Only one portion of the data is to be written out: from the line bearing "filename src/pkg/server/state.rs" through the line bearing "let store = if". Write it exactly as it appears.
DATASET RECORDS Start Marker
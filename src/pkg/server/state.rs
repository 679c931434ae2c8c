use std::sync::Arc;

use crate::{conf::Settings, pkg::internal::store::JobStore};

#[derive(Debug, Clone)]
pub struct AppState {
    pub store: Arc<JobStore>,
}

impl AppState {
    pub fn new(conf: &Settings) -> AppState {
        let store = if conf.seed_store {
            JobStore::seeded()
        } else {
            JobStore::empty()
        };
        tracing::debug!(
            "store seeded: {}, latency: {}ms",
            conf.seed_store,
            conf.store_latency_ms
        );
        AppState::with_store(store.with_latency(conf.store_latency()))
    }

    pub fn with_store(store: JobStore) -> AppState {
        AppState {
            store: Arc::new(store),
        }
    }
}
DATASET RECORDS End Marker
DATASET RECORDS Start Marker
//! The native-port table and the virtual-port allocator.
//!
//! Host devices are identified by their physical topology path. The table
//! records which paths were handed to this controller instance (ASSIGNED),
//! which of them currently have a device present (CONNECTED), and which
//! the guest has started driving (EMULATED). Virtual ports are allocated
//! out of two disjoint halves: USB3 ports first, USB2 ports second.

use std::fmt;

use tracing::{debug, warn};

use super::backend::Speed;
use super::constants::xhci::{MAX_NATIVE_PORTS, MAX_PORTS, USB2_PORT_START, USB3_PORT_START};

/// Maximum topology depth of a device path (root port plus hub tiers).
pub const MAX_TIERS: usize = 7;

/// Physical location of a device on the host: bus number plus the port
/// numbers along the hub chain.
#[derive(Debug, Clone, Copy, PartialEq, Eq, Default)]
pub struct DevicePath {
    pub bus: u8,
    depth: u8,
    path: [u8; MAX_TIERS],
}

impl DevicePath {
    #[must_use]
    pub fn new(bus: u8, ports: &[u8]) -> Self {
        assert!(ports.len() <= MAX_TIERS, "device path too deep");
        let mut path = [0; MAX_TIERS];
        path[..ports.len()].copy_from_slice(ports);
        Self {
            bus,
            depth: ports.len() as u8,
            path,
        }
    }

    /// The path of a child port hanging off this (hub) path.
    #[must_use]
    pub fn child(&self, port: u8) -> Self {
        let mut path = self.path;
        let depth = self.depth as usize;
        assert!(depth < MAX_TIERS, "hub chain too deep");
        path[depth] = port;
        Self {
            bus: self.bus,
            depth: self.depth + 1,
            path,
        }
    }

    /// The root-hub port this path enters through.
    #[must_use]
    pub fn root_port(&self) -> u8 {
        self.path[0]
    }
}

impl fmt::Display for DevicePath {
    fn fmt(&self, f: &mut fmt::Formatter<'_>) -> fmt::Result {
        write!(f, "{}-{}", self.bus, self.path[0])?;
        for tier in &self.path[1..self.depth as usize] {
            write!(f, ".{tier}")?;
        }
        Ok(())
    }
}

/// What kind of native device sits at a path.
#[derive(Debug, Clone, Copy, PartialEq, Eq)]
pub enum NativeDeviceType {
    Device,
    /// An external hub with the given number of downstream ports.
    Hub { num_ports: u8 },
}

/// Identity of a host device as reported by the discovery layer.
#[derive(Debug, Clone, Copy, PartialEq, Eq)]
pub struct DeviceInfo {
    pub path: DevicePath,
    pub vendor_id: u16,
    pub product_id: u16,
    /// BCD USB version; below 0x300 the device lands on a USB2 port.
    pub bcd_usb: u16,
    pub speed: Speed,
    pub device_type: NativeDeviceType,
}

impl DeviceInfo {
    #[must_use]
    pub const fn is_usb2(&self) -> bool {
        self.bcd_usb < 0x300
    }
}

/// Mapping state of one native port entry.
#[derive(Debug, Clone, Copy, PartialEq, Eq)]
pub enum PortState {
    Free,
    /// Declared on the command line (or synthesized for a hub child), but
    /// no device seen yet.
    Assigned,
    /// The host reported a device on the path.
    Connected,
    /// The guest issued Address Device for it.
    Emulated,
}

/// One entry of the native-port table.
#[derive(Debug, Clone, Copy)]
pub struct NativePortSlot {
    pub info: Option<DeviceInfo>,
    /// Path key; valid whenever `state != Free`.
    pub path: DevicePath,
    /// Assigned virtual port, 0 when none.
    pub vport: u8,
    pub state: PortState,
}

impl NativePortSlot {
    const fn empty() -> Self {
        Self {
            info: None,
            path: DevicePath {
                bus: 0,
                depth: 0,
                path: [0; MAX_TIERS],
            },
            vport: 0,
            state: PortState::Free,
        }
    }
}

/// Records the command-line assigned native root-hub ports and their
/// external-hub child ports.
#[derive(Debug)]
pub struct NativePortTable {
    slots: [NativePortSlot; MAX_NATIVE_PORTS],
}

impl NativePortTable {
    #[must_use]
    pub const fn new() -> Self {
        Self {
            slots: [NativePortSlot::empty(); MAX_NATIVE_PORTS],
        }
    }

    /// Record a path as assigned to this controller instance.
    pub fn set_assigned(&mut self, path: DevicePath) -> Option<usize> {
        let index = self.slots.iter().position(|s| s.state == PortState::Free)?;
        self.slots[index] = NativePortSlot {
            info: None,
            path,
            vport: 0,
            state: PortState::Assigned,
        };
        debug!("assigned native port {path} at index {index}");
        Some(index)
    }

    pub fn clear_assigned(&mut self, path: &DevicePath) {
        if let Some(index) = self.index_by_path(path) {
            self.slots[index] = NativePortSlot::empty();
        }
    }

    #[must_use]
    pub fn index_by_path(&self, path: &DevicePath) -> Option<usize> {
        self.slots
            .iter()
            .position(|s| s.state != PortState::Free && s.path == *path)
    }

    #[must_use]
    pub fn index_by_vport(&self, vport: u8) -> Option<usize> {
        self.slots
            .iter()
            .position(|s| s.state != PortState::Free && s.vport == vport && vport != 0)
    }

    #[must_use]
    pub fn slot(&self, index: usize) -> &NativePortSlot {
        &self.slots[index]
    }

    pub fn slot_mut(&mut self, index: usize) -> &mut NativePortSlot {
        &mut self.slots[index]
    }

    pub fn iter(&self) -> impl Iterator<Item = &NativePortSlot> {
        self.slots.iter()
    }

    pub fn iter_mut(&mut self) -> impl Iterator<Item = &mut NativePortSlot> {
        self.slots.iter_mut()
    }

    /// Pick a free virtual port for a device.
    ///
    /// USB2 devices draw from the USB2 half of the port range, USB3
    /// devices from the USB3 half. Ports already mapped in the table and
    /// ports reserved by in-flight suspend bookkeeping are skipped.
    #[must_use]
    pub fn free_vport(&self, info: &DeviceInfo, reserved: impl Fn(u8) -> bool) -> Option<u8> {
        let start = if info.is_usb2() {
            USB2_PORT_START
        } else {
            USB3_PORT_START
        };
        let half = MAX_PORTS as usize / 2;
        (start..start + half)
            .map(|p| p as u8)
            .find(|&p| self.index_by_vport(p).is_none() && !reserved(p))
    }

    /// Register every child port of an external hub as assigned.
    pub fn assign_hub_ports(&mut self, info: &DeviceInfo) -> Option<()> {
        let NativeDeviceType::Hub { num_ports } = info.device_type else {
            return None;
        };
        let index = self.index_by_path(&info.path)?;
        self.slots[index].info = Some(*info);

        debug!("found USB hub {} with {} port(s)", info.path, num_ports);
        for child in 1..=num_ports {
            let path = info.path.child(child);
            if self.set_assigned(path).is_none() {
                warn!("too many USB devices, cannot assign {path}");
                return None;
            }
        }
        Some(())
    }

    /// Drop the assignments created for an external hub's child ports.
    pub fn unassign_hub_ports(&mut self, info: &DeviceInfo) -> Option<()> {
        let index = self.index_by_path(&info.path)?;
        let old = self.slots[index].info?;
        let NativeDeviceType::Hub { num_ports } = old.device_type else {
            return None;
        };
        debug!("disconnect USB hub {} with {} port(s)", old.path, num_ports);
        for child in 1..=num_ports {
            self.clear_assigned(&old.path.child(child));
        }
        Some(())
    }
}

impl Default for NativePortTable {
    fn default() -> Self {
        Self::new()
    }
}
DATASET RECORDS End Marker
### RESULT
filename src/pkg/server/state.rs
repository 679c931434ae2c8c
use std::sync::Arc;

use crate::{conf::Settings, pkg::internal::store::JobStore};

#[derive(Debug, Clone)]
pub struct AppState {
    pub store: Arc<JobStore>,
}

impl AppState {
    pub fn new(conf: &Settings) -> AppState {
        let store = if conf.seed_store {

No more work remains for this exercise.